Even though the calendar indicates the fall season is right around the corner, Labor Day symbolizes the end of summer when the kids head back to school and family vacations end.
But, as Southern Californian’s know, the hot weather lingers long into September and October.
Considered a day of rest for American workers, Labor Day is next Monday, September 2. Originally coined as the “workingmen’s holiday,” the annual holiday is observed on the first Monday of September.
With its origins steeped in history as early as the Industrial Revolution where workers toiled on the job 12 hours a day, seven days a week often in unsafe working conditions and accompanied by low wages, the unofficial holiday at that time, was first recognized in 1882 by the Central Labor Union as a holiday for workers.
But it was the abject working conditions that sparked worker protests, rallies, strikes and riots.
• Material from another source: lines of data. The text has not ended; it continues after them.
use crate::error::{PatternError, Result};
use crate::pattern::{silence, Pattern};
use crate::{Fraction, State, TimeSpan};
use std::sync::Arc;

fn lcm_fraction(a: Fraction, b: Fraction) -> Fraction {
    Fraction::new(
        Fraction::lcm(a.numerator(), b.numerator()),
        Fraction::gcd(a.denominator(), b.denominator()),
    )
}

fn combined_steps<T: Clone + Send + Sync + 'static>(patterns: &[Pattern<T>]) -> Option<Fraction> {
    patterns
        .iter()
        .filter_map(|p| p.get_steps())
        .filter(|s| !s.is_zero())
        .reduce(lcm_fraction)
}

/// Concatenate patterns, one per cycle: cycle `k` plays `patterns[k mod n]`.
///
/// Each pattern keeps its own notion of progress: the query is shifted so
/// that pattern `i` sees its local cycle `floor(k / n)`, which keeps nested
/// alternations honest.
pub fn slowcat<T: Clone + Send + Sync + 'static>(patterns: Vec<Pattern<T>>) -> Pattern<T> {
    if patterns.is_empty() {
        return silence();
    }
    if patterns.len() == 1 {
        return patterns.into_iter().next().unwrap();
    }

    let n = patterns.len() as i64;
    let patterns = Arc::new(patterns);
    let steps = combined_steps(&patterns);

    Pattern::with_steps(
        move |state: &State| {
            let cycle = state.span.begin.floor_int();
            let index = cycle.rem_euclid(n) as usize;
            let pat = &patterns[index];

            // Local time for the chosen pattern: global cycle k maps to
            // its cycle floor(k / n).
            let offset = Fraction::from_int(cycle - cycle.div_euclid(n));
            let shifted = state.set_span(state.span.shift(-offset));
            pat.query(&shifted)
                .into_iter()
                .map(|hap| hap.with_span(|ts| ts.shift(offset)))
                .collect()
        },
        steps,
    )
    .split_queries()
}

/// Alias for `slowcat`.
pub fn cat<T: Clone + Send + Sync + 'static>(patterns: Vec<Pattern<T>>) -> Pattern<T> {
    slowcat(patterns)
}

/// Concatenate patterns, cramming all of them into a single cycle.
pub fn fastcat<T: Clone + Send + Sync + 'static>(patterns: Vec<Pattern<T>>) -> Pattern<T> {
    if patterns.is_empty() {
        return silence();
    }
    let n = patterns.len() as i64;
    let factor = Fraction::from_int(n);
    slowcat(patterns)
        .with_query_time(move |t| t * factor)
        .with_hap_time(move |t| t / factor)
        .set_steps(Some(Fraction::from_int(n)))
}

/// Alias for `fastcat`.
pub fn sequence<T: Clone + Send + Sync + 'static>(patterns: Vec<Pattern<T>>) -> Pattern<T> {
    fastcat(patterns)
}

/// Squeeze a pattern's cycle into the window `[begin, end)` of every
/// cycle, silent elsewhere. The workhorse behind weighted steps and
/// duration-aligned stacking.
pub fn compress<T: Clone + Send + Sync + 'static>(
    begin: Fraction,
    end: Fraction,
    pattern: Pattern<T>,
) -> Result<Pattern<T>> {
    if begin < Fraction::from_int(0)
        || end > Fraction::from_int(1)
        || begin >= end
    {
        return Err(PatternError::argument(
            "compress",
            format!("window [{begin}, {end}) must lie inside one cycle"),
        ));
    }
    let width = end - begin;
    Ok(Pattern::new(move |state: &State| {
        let mut out = Vec::new();
        for piece in state.span.span_cycles() {
            let sam = piece.begin.floor();
            let window = TimeSpan::new(sam + begin, sam + end);
            let Some(visible) = piece.intersection(&window) else {
                continue;
            };
            // Stretch the window onto the pattern's full cycle.
            let to_inner = |t: Fraction| sam + (t - window.begin) / width;
            let to_outer = |t: Fraction| window.begin + (t - sam) * width;
            let inner_span = visible.with_time(to_inner);
            let inner_state = state.set_span(inner_span);
            out.extend(
                pattern
                    .query(&inner_state)
                    .into_iter()
                    .map(|hap| hap.with_span(|ts| ts.with_time(to_outer))),
            );
        }
        out
    }))
}

/// Weighted concatenation: each pattern occupies a share of the cycle
/// proportional to its weight. `fastcat` is the all-weights-equal case.
pub fn timecat<T: Clone + Send + Sync + 'static>(
    weighted: Vec<(Fraction, Pattern<T>)>,
) -> Pattern<T> {
    let weighted: Vec<(Fraction, Pattern<T>)> = weighted
        .into_iter()
        .filter(|(w, _)| *w > Fraction::from_int(0))
        .collect();
    let total: Fraction = weighted
        .iter()
        .map(|(w, _)| *w)
        .fold(Fraction::from_int(0), |acc, w| acc + w);
    if weighted.is_empty() {
        return silence();
    }
    let mut slices = Vec::with_capacity(weighted.len());
    let mut acc = Fraction::from_int(0);
    for (weight, pat) in weighted {
        let begin = acc / total;
        acc = acc + weight;
        let end = acc / total;
        // Window bounds are in [0, 1] by construction.
        if let Ok(slice) = compress(begin, end, pat) {
            slices.push(slice);
        }
    }
    stack(slices).set_steps(Some(total))
}

/// Layer patterns: all play at once, events concatenated per query.
pub fn stack<T: Clone + Send + Sync + 'static>(patterns: Vec<Pattern<T>>) -> Pattern<T> {
    if patterns.is_empty() {
        return silence();
    }
    if patterns.len() == 1 {
        return patterns.into_iter().next().unwrap();
    }
    let steps = combined_steps(&patterns);
    let patterns = Arc::new(patterns);
    Pattern::with_steps(
        move |state: &State| patterns.iter().flat_map(|p| p.query(state)).collect(),
        steps,
    )
}

/// Stack of exactly two, receiver style.
pub fn overlay<T: Clone + Send + Sync + 'static>(a: Pattern<T>, b: Pattern<T>) -> Pattern<T> {
    stack(vec![a, b])
}

/// All patterns occupy the full cycle regardless of declared steps.
pub fn polyrhythm<T: Clone + Send + Sync + 'static>(patterns: Vec<Pattern<T>>) -> Pattern<T> {
    stack(patterns)
}

/// Align patterns by the least common multiple of their declared step
/// counts: a pattern with `s` steps is sped up by `lcm / s`, so all step
/// grids meet at the cycle boundary.
pub fn polymeter<T: Clone + Send + Sync + 'static>(patterns: Vec<Pattern<T>>) -> Pattern<T> {
    if patterns.is_empty() {
        return silence();
    }
    let steps: Vec<Fraction> = patterns
        .iter()
        .map(|p| {
            p.get_steps()
                .filter(|s| !s.is_zero())
                .unwrap_or(Fraction::from_int(1))
        })
        .collect();
    let total = steps
        .iter()
        .copied()
        .reduce(lcm_fraction)
        .unwrap_or(Fraction::from_int(1));

    let adjusted: Vec<Pattern<T>> = patterns
        .into_iter()
        .zip(steps)
        .map(|(pat, s)| pat.fast_unchecked(total / s))
        .collect();
    stack(adjusted).set_steps(Some(total))
}
impl<T: Clone + Send + Sync + 'static> Pattern<T> {
    /// Give the pattern the rhythm of `mask`: each truthy mask event
    /// becomes an event carrying the value this pattern holds at the mask
    /// event's onset.
    pub fn struct_with(self, mask: Pattern<bool>) -> Pattern<T> {
        let pat = self;
        Pattern::new(move |state: &State| {
            let mut out = Vec::new();
            for m in mask.query(state) {
                if !m.value {
                    continue;
                }
                let Some(whole) = m.whole else {
                    continue;
                };
                let sampled = pat.query(&state.set_span(m.whole_or_part()));
                if let Some(value) = value_at(sampled, whole.begin) {
                    out.push(Hap::new(m.whole, m.part, value));
                }
            }
            out
        })
    }

    /// Like `struct_with`, but keep every source event inside each mask
    /// window, clipped to the window's boundaries.
    pub fn struct_all(self, mask: Pattern<bool>) -> Pattern<T> {
        let pat = self;
        Pattern::new(move |state: &State| {
            let mut out = Vec::new();
            for m in mask.query(state) {
                if !m.value {
                    continue;
                }
                let window = m.whole_or_part();
                for h in pat.query(&state.set_span(window)) {
                    let Some(part) = h.part.intersection(&m.part) else {
                        continue;
                    };
                    let whole = match h.whole {
                        Some(w) => w.sect(&window),
                        None => None,
                    };
                    out.push(Hap::new(whole, part, h.value));
                }
            }
            out
        })
    }

    /// Keep events whose span contains an onset of a truthy event in the
    /// gate pattern.
    pub fn mask(self, gate: Pattern<bool>) -> Pattern<T> {
        let pat = self;
        Pattern::new(move |state: &State| {
            pat.query(state)
                .into_iter()
                .filter(|h| {
                    let span = h.whole_or_part();
                    gate.query(&state.set_span(span)).into_iter().any(|g| {
                        g.value
                            && g.whole
                                .map(|w| span.contains(w.begin))
                                .unwrap_or(false)
                    })
                })
                .collect()
        })
    }

    /// Keep events whose span intersects any truthy event in the gate
    /// pattern, onset or not.
    pub fn mask_all(self, gate: Pattern<bool>) -> Pattern<T> {
        let pat = self;
        Pattern::new(move |state: &State| {
            pat.query(state)
                .into_iter()
                .filter(|h| {
                    let span = h.whole_or_part();
                    gate.query(&state.set_span(span))
                        .into_iter()
                        .any(|g| g.value && g.part.overlaps(&span))
                })
                .collect()
        })
    }

    /// Euclidean rhythm: `pulse` onsets distributed over `step` slots.
    pub fn euclid(self, pulse: i64, step: i64) -> Result<Pattern<T>> {
        self.euclid_rot(pulse, step, 0)
    }

    /// Alias for `euclid`.
    pub fn bjork(self, pulse: i64, step: i64) -> Result<Pattern<T>> {
        self.euclid_rot(pulse, step, 0)
    }

    /// Euclidean rhythm rotated left by `rotation` slots.
    pub fn euclid_rot(self, pulse: i64, step: i64, rotation: i64) -> Result<Pattern<T>> {
        let (pulse, step, rotation) = check_euclid("euclid", pulse, step, rotation)?;
        if pulse == 0 {
            return Ok(silence());
        }
        let bits = crate::euclid::bjorklund(pulse, step, rotation);
        Ok(self.struct_with(boolean_steps(bits)))
    }

    /// Euclidean rhythm where every pulse sustains until the next one.
    pub fn euclid_legato(self, pulse: i64, step: i64) -> Result<Pattern<T>> {
        self.euclid_legato_rot(pulse, step, 0)
    }

    /// `euclid_legato` with rotation. A sustained tail that crosses the
    /// cycle boundary wraps, appearing as an onset-less fragment at the
    /// start of the next cycle.
    pub fn euclid_legato_rot(self, pulse: i64, step: i64, rotation: i64) -> Result<Pattern<T>> {
        let (pulse, step, rotation) = check_euclid("euclid_legato", pulse, step, rotation)?;
        if pulse == 0 {
            return Ok(silence());
        }
        let positions: Vec<Fraction> = pulse_positions(pulse, step, rotation)
            .into_iter()
            .map(|i| Fraction::new(i as i64, step as i64))
            .collect();
        let pat = self;
        Ok(Pattern::new(move |state: &State| {
            let mut out = Vec::new();
            for piece in state.span.span_cycles() {
                let sam = piece.begin.floor();
                let count = positions.len();
                for (i, pos) in positions.iter().enumerate() {
                    let begin = sam + *pos;
                    let end = if i + 1 < count {
                        sam + positions[i + 1]
                    } else {
                        sam + Fraction::from_int(1) + positions[0]
                    };
                    let whole = TimeSpan::new(begin, end);
                    push_sustained(&pat, state, &piece, whole, &mut out);
                }
                // Tail of the previous cycle's last pulse, if it wraps.
                if positions[0] > Fraction::from_int(0) {
                    let last = positions[count - 1];
                    let begin = sam - Fraction::from_int(1) + last;
                    let end = sam + positions[0];
                    let whole = TimeSpan::new(begin, end);
                    push_sustained(&pat, state, &piece, whole, &mut out);
                }
            }
            out
        })
        .split_queries())
    }

    /// Interpolate between the Euclidean distribution (`bend = 0`) and
    /// `pulse` evenly spaced onsets (`bend = 1`). The bend amount is
    /// itself a pattern, sampled once per cycle.
    pub fn euclidish(self, pulse: i64, step: i64, bend: Pattern<f64>) -> Result<Pattern<T>> {
        let (pulse, step, _) = check_euclid("euclidish", pulse, step, 0)?;
        if pulse == 0 {
            return Ok(silence());
        }
        let grid: Vec<Fraction> = pulse_positions(pulse, step, 0)
            .into_iter()
            .map(|i| Fraction::new(i as i64, step as i64))
            .collect();
        let pat = self;
        Ok(Pattern::new(move |state: &State| {
            let mut out = Vec::new();
            for piece in state.span.span_cycles() {
                let sam = piece.begin.floor();
                let cycle_span = TimeSpan::new(sam, sam + Fraction::from_int(1));
                let sampled = bend.query(&state.set_span(cycle_span));
                let amount = sampled
                    .first()
                    .map(|h| h.value.clamp(0.0, 1.0))
                    .unwrap_or(0.0);
                let g = Fraction::approximate(amount);
                let one = Fraction::from_int(1);
                let width = (one - g) / Fraction::from_int(step as i64)
                    + g / Fraction::from_int(pulse as i64);
                for (i, b) in grid.iter().enumerate() {
                    let even = Fraction::new(i as i64, pulse as i64);
                    let begin = sam + (one - g) * *b + g * even;
                    let whole = TimeSpan::new(begin, begin + width);
                    push_sustained(&pat, state, &piece, whole, &mut out);
                }
            }
            out
        })
        .split_queries())
    }
}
In 1894 striking workers of Chicago’s Pullman Palace Car Company that built railroad sleeping cars walked off the job. They boycotted the company, protesting wage cuts, layoffs and the firing of union representatives that subsequently led to halting railway traffic nationwide due to a lawsuit by the American Railway Union representing the striking workers.
Created by the Federal Labor Union that became vocal in protecting workers, Labor Day became an official holiday in 1894 after Congress legalized it, honoring those in the American workforce.
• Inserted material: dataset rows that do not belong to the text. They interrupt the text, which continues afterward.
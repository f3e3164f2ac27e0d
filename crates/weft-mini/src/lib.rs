//! Notation parsing, script evaluation and string sugar for weft
//! patterns.
//!
//! The notation language compiles to `weft_core` patterns:
//!
//! ```
//! use weft_mini::pattern;
//!
//! let p = pattern("bd sd [cp cp] ~").unwrap();
//! assert_eq!(p.query_arc(0.0, 1.0).len(), 4);
//! ```
//!
//! # Notation
//!
//! - Space-separated steps: `a b c`
//! - Sub-groups: `[a b]`, alternation `<a b>`, polymeter `{a b, c d e}%4`
//! - Layering `a, b` and per-cycle random choice `a | b`
//! - Step modifiers: `*2` `/2` `!2` `?` `@3` `:3` `(3,8,1)`
//!
//! The `sugar` module converts strings, numbers and patterns uniformly
//! (`IntoPattern`) and provides the named control constructors
//! (`sound`, `note`, `lpf`, …). The `script` module evaluates a small
//! method-chain expression language over the same operator table.

pub mod ast;
pub mod error;
pub mod evaluator;
pub mod formatter;
pub mod lexer;
pub mod parser;
pub mod script;
pub mod span;
pub mod sugar;


pub use ast::{Alignment, Ast, AtomNode, AtomValue, ElementNode, GroupNode, StepOp};
pub use error::{ParseError, Result};
pub use evaluator::{evaluate, pattern};
pub use formatter::format;
pub use lexer::{Lexer, Token};
pub use parser::{parse, Parser};
pub use script::compile;
pub use span::Span;
pub use sugar::{
    accelerate, attack, bank, bools, bpf, chord, crush, decay, delay, delayfeedback, delaytime,
    distort, duck, duckattack, freq, gain, hpf, legato, lpf, n, note, notchf, num, orbit, pan,
    release, resonance, room, s, scale, shape, size, sound, sustain, value, velocity, vib, vibmod,
    voicing, vowel, IntoPattern,
};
In observance of the newly established annual holiday, events included a street parade exhibiting “the strength and esprit de corps of trade and labor organizations,” festivals and picnics.
With numerous ways to honor the three-day-weekend, activities in cities and towns across America today include parades, athletic events, picnics and barbeques.
As the tradition continues 119 years later, the annual September holiday doesn’t necessarily put an end to hard-to-resist dining alfresco by gathering friends and family to celebrate the unofficial end of the summer season.
So whether your plans for the holiday weekend are simple or a bit more extravagant, take advantage of summer berries with this recipe for Three Berry Cream Pie that can be served to your dessert loving guests indoors or out.
Three Berry Cream Pie
1 frozen prepared pie crust
6 oz cream cheese, at room temperature
¾ cup confectioner’s sugar
1 ½ cups heavy cream
½ tsp. vanilla extract
8 oz. of strawberries, hulled and cut into quarters
1 6 oz. basket of raspberries- rinsed and well dried
1 6 oz. basket of blueberries- rinsed and well dried
Prepared pie crust: Preheat oven to 425 degrees. Prick pie crust several times with tines of a fork. Bake pie crust 10 to 12 minutes until golden. Remove from oven and cool completely.
Filling: Beat the cream cheese and sugar until well blended. Beat in the heavy cream and vanilla extract until fluffy and well-mixed. In a separate bowl, carefully mix together the berries.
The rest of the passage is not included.